*** DATA TO EXAMINE
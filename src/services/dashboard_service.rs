use std::sync::Arc;

use tracing::{error, warn};

use crate::external::DataSource;
use crate::models::{Holding, PortfolioSummary, ViewState};
use crate::services::metrics::{
    classify, format_percent, format_quantity, format_rupees, format_signed_percent, Trend,
};
use crate::services::view_cycle::ViewCycle;
use crate::session::SessionGuard;

/// One holding rendered for display. All strings and trend tokens are
/// computed through the formatter exactly once, when the bundle is assembled;
/// re-renders read them as-is.
#[derive(Debug, Clone, PartialEq)]
pub struct HoldingRow {
    pub symbol: String,
    pub quantity: String,
    pub avg_buy_price: String,
    pub market_price: String,
    pub unrealized_profit: String,
    pub unrealized_trend: Trend,
    pub current_value: String,
    pub day_change: String,
    pub day_change_trend: Trend,
    pub allocation: String,
}

#[derive(Debug, Clone, PartialEq)]
pub struct DashboardView {
    pub total_investment: String,
    pub total_current_value: String,
    pub total_profit_loss: String,
    pub realized_profit: String,
    pub realized_trend: Trend,
    pub unrealized_profit: String,
    pub unrealized_trend: Trend,
    pub holdings: Vec<HoldingRow>,
}

/// Orchestrates the dashboard screen: one summary read per cycle, with the
/// same loading/error/session state machine as the analysis screen.
pub struct DashboardScreen {
    source: Arc<dyn DataSource>,
    session: Arc<SessionGuard>,
    view: ViewCycle<DashboardView>,
}

impl DashboardScreen {
    pub fn new(source: Arc<dyn DataSource>, session: Arc<SessionGuard>) -> Self {
        Self {
            source,
            session,
            view: ViewCycle::new(),
        }
    }

    pub fn state(&self) -> ViewState<DashboardView> {
        self.view.state()
    }

    pub async fn load(&self) {
        let cycle = self.view.begin();
        let next = self.fetch_view().await;
        self.view.commit(cycle, next);
    }

    pub async fn retry(&self) {
        self.load().await;
    }

    async fn fetch_view(&self) -> ViewState<DashboardView> {
        let Some(credential) = self.session.current() else {
            warn!("dashboard load skipped, no live session");
            return ViewState::SessionExpired;
        };
        match self.source.portfolio_summary(&credential).await {
            Ok(summary) => ViewState::Ready(build_view(summary)),
            Err(e) if e.is_unauthorized() => {
                warn!("dashboard fetch rejected as unauthorized, session expired");
                self.session.clear();
                ViewState::SessionExpired
            }
            Err(e) => {
                let message = e.to_string();
                error!("dashboard fetch failed: {message}");
                ViewState::Error(message)
            }
        }
    }
}

fn build_view(summary: PortfolioSummary) -> DashboardView {
    DashboardView {
        total_investment: format_rupees(summary.total_investment, 0),
        total_current_value: format_rupees(summary.total_current_value, 0),
        total_profit_loss: format_rupees(summary.total_profit_loss, 0),
        realized_profit: format_rupees(summary.realized_profit, 0),
        realized_trend: classify(summary.realized_profit),
        unrealized_profit: format_rupees(summary.unrealized_profit, 0),
        unrealized_trend: classify(summary.unrealized_profit),
        holdings: summary.holdings.iter().map(build_row).collect(),
    }
}

fn build_row(holding: &Holding) -> HoldingRow {
    HoldingRow {
        symbol: holding.symbol.clone(),
        quantity: format_quantity(holding.quantity),
        avg_buy_price: format_rupees(holding.avg_buy_price, 2),
        market_price: format_rupees(holding.market_price, 2),
        unrealized_profit: format_rupees(holding.unrealized_profit, 0),
        unrealized_trend: classify(holding.unrealized_profit),
        current_value: format_rupees(holding.current_value, 2),
        day_change: format_signed_percent(holding.day_change_percent, 2),
        day_change_trend: classify(holding.day_change_percent),
        allocation: format_percent(holding.allocation_percent, 1),
    }
}
use tracing_subscriber::{layer::SubscriberExt, util::SubscriberInitExt};

#[derive(Debug, Clone)]
pub struct LoggingConfig {
    pub loki_enabled: bool,
    pub loki_url: Option<String>,
    pub service_name: String,
    pub environment: String,
    pub log_level: String,
}

impl LoggingConfig {
    pub fn from_env() -> Self {
        Self {
            loki_enabled: std::env::var("LOKI_ENABLED")
                .unwrap_or_else(|_| "false".to_string())
                .parse()
                .unwrap_or(false),
            loki_url: std::env::var("LOKI_URL").ok(),
            service_name: std::env::var("SERVICE_NAME")
                .unwrap_or_else(|_| "folioscope".to_string()),
            environment: std::env::var("ENVIRONMENT")
                .unwrap_or_else(|_| "development".to_string()),
            log_level: std::env::var("RUST_LOG")
                .unwrap_or_else(|_| "info".to_string()),
        }
    }

    pub fn validate(&self) -> Result<(), String> {
        if self.loki_enabled && self.loki_url.is_none() {
            return Err("LOKI_ENABLED is true but LOKI_URL is not set".to_string());
        }
        Ok(())
    }
}

pub fn init_logging(config: LoggingConfig) -> Result<(), Box<dyn std::error::Error>> {
    config.validate()?;

    #[cfg(feature = "loki")]
    {
        if config.loki_enabled {
            if let Some(loki_url) = config.loki_url.clone() {
                return init_with_loki(config, &loki_url);
            }
        }
    }

    init_console_only(config)
}

fn init_console_only(config: LoggingConfig) -> Result<(), Box<dyn std::error::Error>> {
    tracing_subscriber::registry()
        .with(tracing_subscriber::EnvFilter::new(&config.log_level))
        .with(tracing_subscriber::fmt::layer())
        .init();

    Ok(())
}

#[cfg(feature = "loki")]
fn init_with_loki(config: LoggingConfig, loki_url: &str) -> Result<(), Box<dyn std::error::Error>> {
    let url = url::Url::parse(loki_url)?;

    let (loki_layer, task) = tracing_loki::builder()
        .label("service", &config.service_name)?
        .label("environment", &config.environment)?
        .build_url(url)?;

    // Background task ships log batches to Loki.
    tokio::spawn(task);

    tracing_subscriber::registry()
        .with(tracing_subscriber::EnvFilter::new(&config.log_level))
        .with(tracing_subscriber::fmt::layer())
        .with(loki_layer)
        .init();

    tracing::info!("✅ Loki logging initialized");

    Ok(())
}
******
● WORK REQUIRED
Each line of the data should be given back exactly.

● RESPONSE TO THE EXERCISE
filename src/services/dashboard_service.rs
use std::sync::Arc;

use tracing::{error, warn};

use crate::external::DataSource;
use crate::models::{Holding, PortfolioSummary, ViewState};
use crate::services::metrics::{
    classify, format_percent, format_quantity, format_rupees, format_signed_percent, Trend,
};
use crate::services::view_cycle::ViewCycle;
use crate::session::SessionGuard;

/// One holding rendered for display. All strings and trend tokens are
/// computed through the formatter exactly once, when the bundle is assembled;
/// re-renders read them as-is.
#[derive(Debug, Clone, PartialEq)]
pub struct HoldingRow {
    pub symbol: String,
    pub quantity: String,
    pub avg_buy_price: String,
    pub market_price: String,
    pub unrealized_profit: String,
    pub unrealized_trend: Trend,
    pub current_value: String,
    pub day_change: String,
    pub day_change_trend: Trend,
    pub allocation: String,
}

#[derive(Debug, Clone, PartialEq)]
pub struct DashboardView {
    pub total_investment: String,
    pub total_current_value: String,
    pub total_profit_loss: String,
    pub realized_profit: String,
    pub realized_trend: Trend,
    pub unrealized_profit: String,
    pub unrealized_trend: Trend,
    pub holdings: Vec<HoldingRow>,
}

/// Orchestrates the dashboard screen: one summary read per cycle, with the
/// same loading/error/session state machine as the analysis screen.
pub struct DashboardScreen {
    source: Arc<dyn DataSource>,
    session: Arc<SessionGuard>,
    view: ViewCycle<DashboardView>,
}

impl DashboardScreen {
    pub fn new(source: Arc<dyn DataSource>, session: Arc<SessionGuard>) -> Self {
        Self {
            source,
            session,
            view: ViewCycle::new(),
        }
    }

    pub fn state(&self) -> ViewState<DashboardView> {
        self.view.state()
    }

    pub async fn load(&self) {
        let cycle = self.view.begin();
        let next = self.fetch_view().await;
        self.view.commit(cycle, next);
    }

    pub async fn retry(&self) {
        self.load().await;
    }

    async fn fetch_view(&self) -> ViewState<DashboardView> {
        let Some(credential) = self.session.current() else {
            warn!("dashboard load skipped, no live session");
            return ViewState::SessionExpired;
        };
        match self.source.portfolio_summary(&credential).await {
            Ok(summary) => ViewState::Ready(build_view(summary)),
            Err(e) if e.is_unauthorized() => {
                warn!("dashboard fetch rejected as unauthorized, session expired");
                self.session.clear();
                ViewState::SessionExpired
            }
            Err(e) => {
                let message = e.to_string();
                error!("dashboard fetch failed: {message}");
                ViewState::Error(message)
            }
        }
    }
}

fn build_view(summary: PortfolioSummary) -> DashboardView {
    DashboardView {
        total_investment: format_rupees(summary.total_investment, 0),
        total_current_value: format_rupees(summary.total_current_value, 0),
        total_profit_loss: format_rupees(summary.total_profit_loss, 0),
        realized_profit: format_rupees(summary.realized_profit, 0),
        realized_trend: classify(summary.realized_profit),
        unrealized_profit: format_rupees(summary.unrealized_profit, 0),
        unrealized_trend: classify(summary.unrealized_profit),
        holdings: summary.holdings.iter().map(build_row).collect(),
    }
}

fn build_row(holding: &Holding) -> HoldingRow {
    HoldingRow {
        symbol: holding.symbol.clone(),
        quantity: format_quantity(holding.quantity),
        avg_buy_price: format_rupees(holding.avg_buy_price, 2),
        market_price: format_rupees(holding.market_price, 2),
        unrealized_profit: format_rupees(holding.unrealized_profit, 0),
        unrealized_trend: classify(holding.unrealized_profit),
        current_value: format_rupees(holding.current_value, 2),
        day_change: format_signed_percent(holding.day_change_percent, 2),
        day_change_trend: classify(holding.day_change_percent),
        allocation: format_percent(holding.allocation_percent, 1),
    }
}
use tracing_subscriber::{layer::SubscriberExt, util::SubscriberInitExt};

#[derive(Debug, Clone)]
pub struct LoggingConfig {
    pub loki_enabled: bool,
    pub loki_url: Option<String>,
    pub service_name: String,
    pub environment: String,
    pub log_level: String,
}

impl LoggingConfig {
    pub fn from_env() -> Self {
        Self {
            loki_enabled: std::env::var("LOKI_ENABLED")
                .unwrap_or_else(|_| "false".to_string())
                .parse()
                .unwrap_or(false),
            loki_url: std::env::var("LOKI_URL").ok(),
            service_name: std::env::var("SERVICE_NAME")
                .unwrap_or_else(|_| "folioscope".to_string()),
            environment: std::env::var("ENVIRONMENT")
                .unwrap_or_else(|_| "development".to_string()),
            log_level: std::env::var("RUST_LOG")
                .unwrap_or_else(|_| "info".to_string()),
        }
    }

    pub fn validate(&self) -> Result<(), String> {
        if self.loki_enabled && self.loki_url.is_none() {
            return Err("LOKI_ENABLED is true but LOKI_URL is not set".to_string());
        }
        Ok(())
    }
}

pub fn init_logging(config: LoggingConfig) -> Result<(), Box<dyn std::error::Error>> {
    config.validate()?;

    #[cfg(feature = "loki")]
    {
        if config.loki_enabled {
            if let Some(loki_url) = config.loki_url.clone() {
                return init_with_loki(config, &loki_url);
            }
        }
    }

    init_console_only(config)
}

fn init_console_only(config: LoggingConfig) -> Result<(), Box<dyn std::error::Error>> {
    tracing_subscriber::registry()
        .with(tracing_subscriber::EnvFilter::new(&config.log_level))
        .with(tracing_subscriber::fmt::layer())
        .init();

    Ok(())
}

#[cfg(feature = "loki")]
fn init_with_loki(config: LoggingConfig, loki_url: &str) -> Result<(), Box<dyn std::error::Error>> {
    let url = url::Url::parse(loki_url)?;

    let (loki_layer, task) = tracing_loki::builder()
        .label("service", &config.service_name)?
        .label("environment", &config.environment)?
        .build_url(url)?;

    // Background task ships log batches to Loki.
    tokio::spawn(task);

    tracing_subscriber::registry()
        .with(tracing_subscriber::EnvFilter::new(&config.log_level))
        .with(tracing_subscriber::fmt::layer())
        .with(loki_layer)
        .init();

    tracing::info!("✅ Loki logging initialized");

    Ok(())
}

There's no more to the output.